In a carefully reasoned discussion, she upholds the United Nations Universal Declaration of Human Rights and firmly maintains we are not practicing cultural bias when we seek to implant these basic rights all over the world.
Hats off to Mary Pipher, one of our own culture's wise women, a down-to-earth midwesterner who eats a lot of pie, and a world citizen whose heart is open to all. This book may stir you to become a cultural broker yourself, and you'll find your life enriched beyond measure. This book deserves the highest recommendation.
Most of these amazing people have lived through things that would make other Americans ashamed, to complain of the things in our lives that we consider "major problems." One African refugee describes how his father was literally forced to applaud, while 14 year old "soldiers" killed some of his own children right in front of him. Others are fleeing starvation so terrible that they were forced to eat grass, dogs, or worse. Yet here these people are, smiling hopefully at their new neighbors, hoping to start a better life as fellow Americans.
What is the internet? They don't know. What is an "atom bomb"? Many people around the world are apparently unaware that it exists. What is money? Refugees from primitive tribes don't really "get" the concept. Will voting for a certain political candidate endanger their children's lives, if the opponent wins? Their lives have led them to think so.
You have to root for these incredible people. It makes you want to go out and meet some refugees, and talk to them for yourself. One might suspect that some of them are fearful of what is happening in our country right now (lawful FBI surveillance, etc.) but the fact is, people from cultures with different alphabets literally can't even spell ACLU, FBI, CNN, or even ABC. They're so lost it boggles the mind. They need friends to help them understand. They need you.

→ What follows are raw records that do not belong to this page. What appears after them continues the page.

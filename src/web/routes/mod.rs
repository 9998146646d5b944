pub mod form;
pub mod gallery;
pub mod import;
pub mod students_api;
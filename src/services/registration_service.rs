use crate::database::photos_repo::check_photo_name;
use crate::database::{PhotoKind, PhotoStore, RecordStore};
use crate::error::{DuplicateKeyError, InsertOutcome, StoreResult, ValidationError};
use crate::models::student::{MAX_AGE, MIN_AGE};
use crate::models::{NewStudent, StudentTable, DEFAULT_DEDUP_KEY};
use crate::services::student_table_service;

pub struct PhotoUpload {
    pub file_name: String,
    pub bytes: Vec<u8>,
}

pub struct RegistrationResult {
    pub outcome: InsertOutcome,
    /// The table after the interaction (unchanged unless inserted).
    pub table: StudentTable,
}

/// One form submission: check the input, store the photo, insert, save.
/// The photo is only written once the record is known to be accepted.
pub fn register_student(
    store: &RecordStore,
    photos: &PhotoStore,
    mut candidate: NewStudent,
    photo: Option<PhotoUpload>,
) -> StoreResult<RegistrationResult> {
    let table = store.load()?;

    if let Err(e) = check_form_fields(&candidate, photo.as_ref()) {
        return Ok(RegistrationResult {
            outcome: InsertOutcome::Invalid(e),
            table,
        });
    }

    if table.contains_key(DEFAULT_DEDUP_KEY, &candidate.contact) {
        tracing::info!("registration refused, {} already registered", candidate.contact);
        return Ok(RegistrationResult {
            outcome: InsertOutcome::Duplicate(DuplicateKeyError {
                column: DEFAULT_DEDUP_KEY,
                value: candidate.contact,
            }),
            table,
        });
    }

    if let Some(photo) = photo {
        let path = photos.save(PhotoKind::Student, &photo.file_name, &photo.bytes)?;
        candidate.photo_path = path.display().to_string();
    }

    let (table, outcome) = student_table_service::insert_one(table, candidate, DEFAULT_DEDUP_KEY);
    if outcome.is_inserted() {
        store.save(&table)?;
    }
    Ok(RegistrationResult { outcome, table })
}

fn check_form_fields(
    candidate: &NewStudent,
    photo: Option<&PhotoUpload>,
) -> Result<(), ValidationError> {
    student_table_service::validate_candidate(candidate)?;
    if !(MIN_AGE..=MAX_AGE).contains(&candidate.age) {
        return Err(ValidationError::AgeOutOfRange {
            value: candidate.age,
            min: MIN_AGE,
            max: MAX_AGE,
        });
    }
    if let Some(photo) = photo {
        check_photo_name(&photo.file_name)?;
    }
    Ok(())
}

#[cfg(test)]
mod tests {
    use super::*;
    use tempfile::tempdir;

    fn candidate(contact: &str) -> NewStudent {
        NewStudent {
            first_name: "Ali".into(),
            last_name: "Rezaei".into(),
            contact: contact.into(),
            accepted_terms: true,
            ..NewStudent::default()
        }
    }

    #[test]
    fn accepted_registration_is_persisted_with_photo() {
        let dir = tempdir().unwrap();
        let store = RecordStore::new(dir.path().join("students.csv"));
        let photos = PhotoStore::new(dir.path().join("uploads"));

        let upload = PhotoUpload {
            file_name: "face.PNG".into(),
            bytes: vec![1, 2, 3],
        };
        let result = register_student(&store, &photos, candidate("a@x.com"), Some(upload)).unwrap();
        assert!(result.outcome.is_inserted());

        let saved = store.load().unwrap();
        assert_eq!(saved, result.table);
        let photo_path = &saved.rows()[0].photo_path;
        assert!(photo_path.ends_with(".png"));
        assert!(std::path::Path::new(photo_path).exists());
    }

    #[test]
    fn duplicate_does_not_store_photo_or_rewrite_file() {
        let dir = tempdir().unwrap();
        let store = RecordStore::new(dir.path().join("students.csv"));
        let photos = PhotoStore::new(dir.path().join("uploads"));
        register_student(&store, &photos, candidate("a@x.com"), None).unwrap();

        let upload = PhotoUpload {
            file_name: "face.jpg".into(),
            bytes: vec![9],
        };
        let result = register_student(&store, &photos, candidate("a@x.com"), Some(upload)).unwrap();
        assert!(matches!(result.outcome, InsertOutcome::Duplicate(_)));
        assert_eq!(store.load().unwrap().len(), 1);
        assert!(!photos.dir(PhotoKind::Student).exists());
    }

    #[test]
    fn out_of_range_age_and_bad_photo_type_are_rejected() {
        let dir = tempdir().unwrap();
        let store = RecordStore::new(dir.path().join("students.csv"));
        let photos = PhotoStore::new(dir.path().join("uploads"));

        let too_old = NewStudent { age: 21, ..candidate("a@x.com") };
        let result = register_student(&store, &photos, too_old, None).unwrap();
        assert_eq!(
            result.outcome,
            InsertOutcome::Invalid(ValidationError::AgeOutOfRange { value: 21, min: 6, max: 20 })
        );

        let gif = PhotoUpload {
            file_name: "anim.gif".into(),
            bytes: vec![],
        };
        let result = register_student(&store, &photos, candidate("a@x.com"), Some(gif)).unwrap();
        assert_eq!(
            result.outcome,
            InsertOutcome::Invalid(ValidationError::UnsupportedPhotoType("gif".into()))
        );
        assert!(!store.path().exists());
    }
}
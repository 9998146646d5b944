use askama::Template;
use axum::{
    extract::DefaultBodyLimit,
    http::StatusCode,
    response::{Html, IntoResponse, Redirect, Response},
    routing::{get, get_service},
    Router,
};
use http::header::{HeaderValue, CACHE_CONTROL};
use tower_http::catch_panic::CatchPanicLayer;
use tower_http::services::ServeDir;
use tower_http::set_header::SetResponseHeaderLayer;
use tracing::error;

use crate::error::StoreError;

pub mod multipart;
pub mod routes;
pub mod state;
pub mod table_view;

use routes::{form, gallery, import, students_api};
pub use state::AppState;

/// Header and navigation data every page template carries.
pub struct PageMeta {
    pub nav: &'static str, // form|import|gallery
    pub title: &'static str,
}

impl PageMeta {
    pub fn new(nav: &'static str, title: &'static str) -> Self {
        PageMeta { nav, title }
    }
}

#[derive(Debug, Clone)]
pub struct Notice {
    pub kind: &'static str, // success|warning|error|info
    pub message: String,
}

impl Notice {
    pub fn success(message: impl Into<String>) -> Self {
        Notice { kind: "success", message: message.into() }
    }

    pub fn warning(message: impl Into<String>) -> Self {
        Notice { kind: "warning", message: message.into() }
    }

    pub fn error(message: impl Into<String>) -> Self {
        Notice { kind: "error", message: message.into() }
    }
}

#[derive(Template)]
#[template(path = "error.html")]
pub struct ErrorTemplate {
    pub page: PageMeta,
    pub message: String,
}

pub fn render_html<T: Template>(template: &T) -> Response {
    match template.render() {
        Ok(html) => Html(html).into_response(),
        Err(e) => {
            error!("Template render failed: {}", e);
            StatusCode::INTERNAL_SERVER_ERROR.into_response()
        }
    }
}

pub fn error_page(status: StatusCode, message: impl Into<String>) -> Response {
    let template = ErrorTemplate {
        page: PageMeta::new("", "Error"),
        message: message.into(),
    };
    let mut response = render_html(&template);
    *response.status_mut() = status;
    response
}

/// Store failures are never swallowed: log them and show them.
pub fn store_error_page(context: &str, e: &StoreError) -> Response {
    error!("{} failed: {}", context, e);
    error_page(StatusCode::INTERNAL_SERVER_ERROR, format!("{} failed: {}", context, e))
}

pub fn router(state: AppState) -> Router {
    let upload_dir = state.config.upload_dir.clone();
    let body_limit = state.config.max_upload_bytes;

    Router::new()
        .route("/", get(|| async { Redirect::to("/form") }))
        .route("/form", get(form::form_page).post(form::submit_form))
        .route("/import", get(import::import_page).post(import::upload_csv))
        .route("/import/template.csv", get(import::download_template))
        .route("/export.csv", get(import::download_export))
        .route("/gallery", get(gallery::gallery_page).post(gallery::upload_photos))
        .route("/api/students", get(students_api::list_students))
        // Uploaded photos
        .nest_service("/uploads", get_service(ServeDir::new(upload_dir)))
        // Layers
        .layer(DefaultBodyLimit::max(body_limit))
        .layer(SetResponseHeaderLayer::if_not_present(
            CACHE_CONTROL,
            HeaderValue::from_static("no-store"),
        ))
        .layer(CatchPanicLayer::new())
        .with_state(state)
}
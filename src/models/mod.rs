pub mod column;
pub mod raw_table;
pub mod student;

pub use column::{Column, DEFAULT_DEDUP_KEY, REQUIRED_COLUMNS};
pub use raw_table::RawTable;
pub use student::{Gender, GradeLevel, NewStudent, StudentRecord, StudentTable};
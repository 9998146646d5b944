pub mod csv_codec;
pub mod photos_repo;
pub mod students_repo;

pub use photos_repo::{PhotoKind, PhotoStore};
pub use students_repo::RecordStore;
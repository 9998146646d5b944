pub mod gallery_service;
pub mod import_service;
pub mod registration_service;
pub mod student_table_service;
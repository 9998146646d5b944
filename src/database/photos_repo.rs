use std::fs;
use std::path::{Path, PathBuf};
use uuid::Uuid;

use crate::error::{StoreError, StoreResult, ValidationError};

pub const ALLOWED_PHOTO_EXTENSIONS: [&str; 3] = ["jpg", "jpeg", "png"];

#[derive(Debug, Clone, Copy, PartialEq, Eq)]
pub enum PhotoKind {
    /// Attached to a registration form submission.
    Student,
    /// Uploaded on the gallery page, not tied to a record.
    Gallery,
}

impl PhotoKind {
    fn dir_name(self) -> &'static str {
        match self {
            PhotoKind::Student => "students",
            PhotoKind::Gallery => "gallery",
        }
    }
}

/// Uploaded photo files. Files are never removed from here.
#[derive(Debug, Clone)]
pub struct PhotoStore {
    root: PathBuf,
}

impl PhotoStore {
    pub fn new(root: impl Into<PathBuf>) -> Self {
        PhotoStore { root: root.into() }
    }

    pub fn root(&self) -> &Path {
        &self.root
    }

    pub fn dir(&self, kind: PhotoKind) -> PathBuf {
        self.root.join(kind.dir_name())
    }

    pub fn ensure_dirs(&self) -> StoreResult<()> {
        for kind in [PhotoKind::Student, PhotoKind::Gallery] {
            let dir = self.dir(kind);
            fs::create_dir_all(&dir).map_err(|e| StoreError::io(dir.display().to_string(), e))?;
        }
        Ok(())
    }

    /// Write an upload under a random name, keeping the (lower-cased)
    /// extension. Returns the stored path.
    pub fn save(&self, kind: PhotoKind, original_name: &str, bytes: &[u8]) -> StoreResult<PathBuf> {
        let ext = photo_extension(original_name).unwrap_or_default();
        let dir = self.dir(kind);
        fs::create_dir_all(&dir).map_err(|e| StoreError::io(dir.display().to_string(), e))?;

        let file_name = if ext.is_empty() {
            Uuid::new_v4().simple().to_string()
        } else {
            format!("{}.{}", Uuid::new_v4().simple(), ext)
        };
        let path = dir.join(file_name);
        fs::write(&path, bytes).map_err(|e| StoreError::io(path.display().to_string(), e))?;

        tracing::info!("stored {} photo {} ({} bytes)", kind.dir_name(), path.display(), bytes.len());
        Ok(path)
    }

    /// Gallery uploads, sorted by file name.
    pub fn list_gallery(&self) -> StoreResult<Vec<PathBuf>> {
        let dir = self.dir(PhotoKind::Gallery);
        let entries = match fs::read_dir(&dir) {
            Ok(entries) => entries,
            Err(e) if e.kind() == std::io::ErrorKind::NotFound => return Ok(vec![]),
            Err(e) => return Err(StoreError::io(dir.display().to_string(), e)),
        };

        let mut paths: Vec<PathBuf> = entries
            .flatten()
            .map(|entry| entry.path())
            .filter(|p| p.is_file())
            .collect();
        paths.sort();
        Ok(paths)
    }
}

/// Lower-cased extension of an uploaded file name, if it has one.
pub fn photo_extension(original_name: &str) -> Option<String> {
    Path::new(original_name)
        .extension()
        .and_then(|e| e.to_str())
        .map(|e| e.to_lowercase())
}

pub fn check_photo_name(original_name: &str) -> Result<(), ValidationError> {
    match photo_extension(original_name) {
        Some(ext) if ALLOWED_PHOTO_EXTENSIONS.contains(&ext.as_str()) => Ok(()),
        Some(ext) => Err(ValidationError::UnsupportedPhotoType(ext)),
        None => Err(ValidationError::UnsupportedPhotoType(original_name.to_string())),
    }
}

#[cfg(test)]
mod tests {
    use super::*;
    use tempfile::tempdir;

    #[test]
    fn saved_photos_get_unique_lowercase_names() {
        let dir = tempdir().unwrap();
        let photos = PhotoStore::new(dir.path());

        let a = photos.save(PhotoKind::Student, "Me.JPG", b"one").unwrap();
        let b = photos.save(PhotoKind::Student, "Me.JPG", b"two").unwrap();

        assert_ne!(a, b);
        assert_eq!(a.extension().unwrap(), "jpg");
        assert_eq!(a.parent().unwrap(), dir.path().join("students"));
        assert_eq!(fs::read(&b).unwrap(), b"two");
    }

    #[test]
    fn gallery_listing_only_sees_gallery_files() {
        let dir = tempdir().unwrap();
        let photos = PhotoStore::new(dir.path());
        assert!(photos.list_gallery().unwrap().is_empty());

        photos.save(PhotoKind::Student, "a.png", b"x").unwrap();
        let g = photos.save(PhotoKind::Gallery, "b.png", b"y").unwrap();
        assert_eq!(photos.list_gallery().unwrap(), vec![g]);
    }

    #[test]
    fn only_image_extensions_pass() {
        assert!(check_photo_name("x.PNG").is_ok());
        assert!(check_photo_name("x.jpeg").is_ok());
        assert_eq!(
            check_photo_name("x.gif"),
            Err(ValidationError::UnsupportedPhotoType("gif".into()))
        );
        assert!(check_photo_name("noext").is_err());
    }
}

Mary Pipher has divided her inspiring testament into three parts. The first part, "Hidden in Plain Sight," deals with the initial arrival of refugees, and their efforts to make sense of America. The second part, "Refugees across the Life Cycle," walks us through a collection of vignettes based upon the experiences, respectively, of children, teens, young adults, and parents in refugee families. The third part, "The Alchemy of Healing -- Turning Pain into Meaning," helps us see how incredibly strong these people are, and how their strength, compassion, and wisdom are guided and tempered by their experiences. Finally, there are three VERY helpful little appendices, giving specific, detailed advice about real ways that readers can get involved, and make a difference, in our own hometowns.
Would you like to get a quick visual sense of just how "white bread" the Lincoln, Nebraska area is, to understand the preposterous homogeneity in which these lost, bewildered, global refugees must find a place? If so, I'd like to recommend that you see the 1999 Reese Witherspoon/Matthew Broderick film "Election." It was filmed just a few miles down route 80 from Lincoln, and not only is every single face visible in the film of European extraction -- I think they are literally ALL of NORTHERN European extraction. I'm serious. Don't get me wrong -- they're perfectly nice people (often incredibly nice, actually, as Mary Pipher makes clear), but not necessarily too well-prepared for diversity in their community. That's what these refugees need to face.
If you enjoy this book, I would like to recommend that you seek out "The Spirit Catches You and You Fall Down," by Anne Fadiman, which is about Laotian refugees in Massachusetts. Also, look online for the UNHCR (United Nations High Commission for Refugees) website, which has a lot of nice features to keep you informed about refugees worldwide.